**Problem statement**
From the data underneath, reproduce exactly the stretch that begins at the line with "(None, Some(m)) if" and ends after the line with "let line: Vec<String> = row".

**Available data**
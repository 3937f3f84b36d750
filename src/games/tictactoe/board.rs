use serde::{Deserialize, Serialize};
use std::fmt;

#[derive(Debug, Clone, Copy, Serialize, Deserialize, PartialEq, Eq, Hash)]
pub enum Mark {
    X,
    O,
}

impl Mark {
    pub fn other(self) -> Mark {
        match self {
            Mark::X => Mark::O,
            Mark::O => Mark::X,
        }
    }
}

impl fmt::Display for Mark {
    fn fmt(&self, f: &mut fmt::Formatter<'_>) -> fmt::Result {
        match self {
            Mark::X => write!(f, "X"),
            Mark::O => write!(f, "O"),
        }
    }
}

pub const CELLS: usize = 9;

/// Winning lines, checked in this order
pub const LINES: [[usize; 3]; 8] = [
    [0, 1, 2],
    [3, 4, 5],
    [6, 7, 8],
    [0, 3, 6],
    [1, 4, 7],
    [2, 5, 8],
    [0, 4, 8],
    [2, 4, 6],
];

#[derive(Debug, Clone, Copy, PartialEq, Eq)]
pub enum BoardState {
    Ongoing,
    Won { mark: Mark, line: [usize; 3] },
    Draw,
}

/// 3x3 grid, cells indexed 0..9 row by row
#[derive(Debug, Clone, Copy, Default, Serialize, Deserialize, PartialEq, Eq, Hash)]
pub struct Board {
    cells: [Option<Mark>; CELLS],
}

impl Board {
    pub fn new() -> Self {
        Self::default()
    }

    pub fn from_cells(cells: [Option<Mark>; 9]) -> Self {
        Self { cells }
    }

    pub fn cells(&self) -> &[Option<Mark>; 9] {
        &self.cells
    }

    pub fn get(&self, index: usize) -> Option<Mark> {
        self.cells.get(index).copied().flatten()
    }

    pub fn is_open(&self, index: usize) -> bool {
        matches!(self.cells.get(index), Some(None))
    }

    pub fn open_cells(&self) -> impl Iterator<Item = usize> + '_ {
        (0..CELLS).filter(move |i| self.cells[*i].is_none())
    }

    pub fn is_full(&self) -> bool {
        self.cells.iter().all(Option::is_some)
    }

    /// Place `mark` on an open cell. Returns false for taken or out-of-range cells.
    pub fn place(&mut self, index: usize, mark: Mark) -> bool {
        if !self.is_open(index) {
            return false;
        }
        self.cells[index] = Some(mark);
        true
    }

    pub fn with_mark(mut self, index: usize, mark: Mark) -> Option<Board> {
        self.place(index, mark).then_some(self)
    }

    /// First complete line in `LINES` order
    pub fn winner(&self) -> Option<(Mark, [usize; 3])> {
        LINES.iter().find_map(|line| {
            let [a, b, c] = *line;
            match (self.cells[a], self.cells[b], self.cells[c]) {
                (Some(x), Some(y), Some(z)) if x == y && y == z => Some((x, *line)),
                _ => None,
            }
        })
    }

    pub fn state(&self) -> BoardState {
        match self.winner() {
            Some((mark, line)) => BoardState::Won { mark, line },
            None if self.is_full() => BoardState::Draw,
            None => BoardState::Ongoing,
        }
    }

    /// The single cell `mark` added to get from `self` to `next`.
    ///
    /// `None` unless `next` keeps every existing mark and adds exactly one
    /// `mark` on an open cell.
    pub fn single_move_to(&self, next: &Board, mark: Mark) -> Option<usize> {
        let mut added = None;
        for (index, (before, after)) in self.cells.iter().zip(next.cells.iter()).enumerate() {
            match (before, after) {
                (a, b) if a == b => {}
                (None, Some(m)) if *m == mark && added.is_none() => added = Some(index),
                _ => return None,
            }
        }
        added
    }
}

impl fmt::Display for Board {
    fn fmt(&self, f: &mut fmt::Formatter<'_>) -> fmt::Result {
        for row in self.cells.chunks(3) {
            let line: Vec<String> = row
                .iter()
                .map(|cell| cell.map_or_else(|| ".".to_string(), |m| m.to_string()))
                .collect();
            writeln!(f, "{}", line.join(" "))?;
        }
        Ok(())
    }
}
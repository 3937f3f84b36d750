//! Game outcome engines
//!
//! Each engine is a plain state machine advanced by `tick(now)`, where `now`
//! is the time elapsed since its session started. Engines own their random
//! source, queue presentation events and settlements, and never touch wallets
//! or storage. The session runtime drives them through [`GameEngine`].

pub mod color;
pub mod crash;
pub mod rng;
pub mod tictactoe;
pub mod wager;

use crate::common::types::{GameType, Settlement};
use crate::errors::GameError;
use serde::Serialize;
use std::fmt;
use std::time::Duration;

pub use color::{Color, ColorCommand, ColorEvent, ColorGame, ColorPhase};
pub use crash::{CrashCommand, CrashEvent, CrashGame, CrashPhase, Multiplier};
pub use tictactoe::{Mark, MatchStatus, TicTacToeCommand, TicTacToeEvent, TicTacToeGame};
pub use wager::{Wager, WagerInput, WagerSelector};

/// What a command needs before the engine may apply it
#[derive(Debug, Clone, PartialEq)]
pub enum Admission {
    /// No money moves
    Free,
    /// Debit this stake first
    Stake(Wager),
    /// Not acceptable in the current state
    Reject(String),
    /// Malformed input, whatever the state
    Invalid(GameError),
}

/// Uniform driving surface over the three games
pub trait GameEngine: Send + 'static {
    type Command: Send + fmt::Debug + 'static;
    type Event: Clone + Send + Serialize + fmt::Debug + 'static;

    fn game_type(&self) -> GameType;

    /// Advance all timers to `now`
    fn tick(&mut self, now: Duration);

    /// Decide whether `command` can be applied at `now`, advancing first
    fn admit(&mut self, now: Duration, command: &Self::Command) -> Admission;

    /// Apply an admitted command. Returns false when it turned out to be a no-op.
    fn apply(&mut self, now: Duration, command: Self::Command) -> bool;

    fn drain_events(&mut self) -> Vec<Self::Event>;

    fn drain_settlements(&mut self) -> Vec<Settlement>;
}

**Output for this exercise**
                (None, Some(m)) if *m == mark && added.is_none() => added = Some(index),
                _ => return None,
            }
        }
        added
    }
}

impl fmt::Display for Board {
    fn fmt(&self, f: &mut fmt::Formatter<'_>) -> fmt::Result {
        for row in self.cells.chunks(3) {
            let line: Vec<String> = row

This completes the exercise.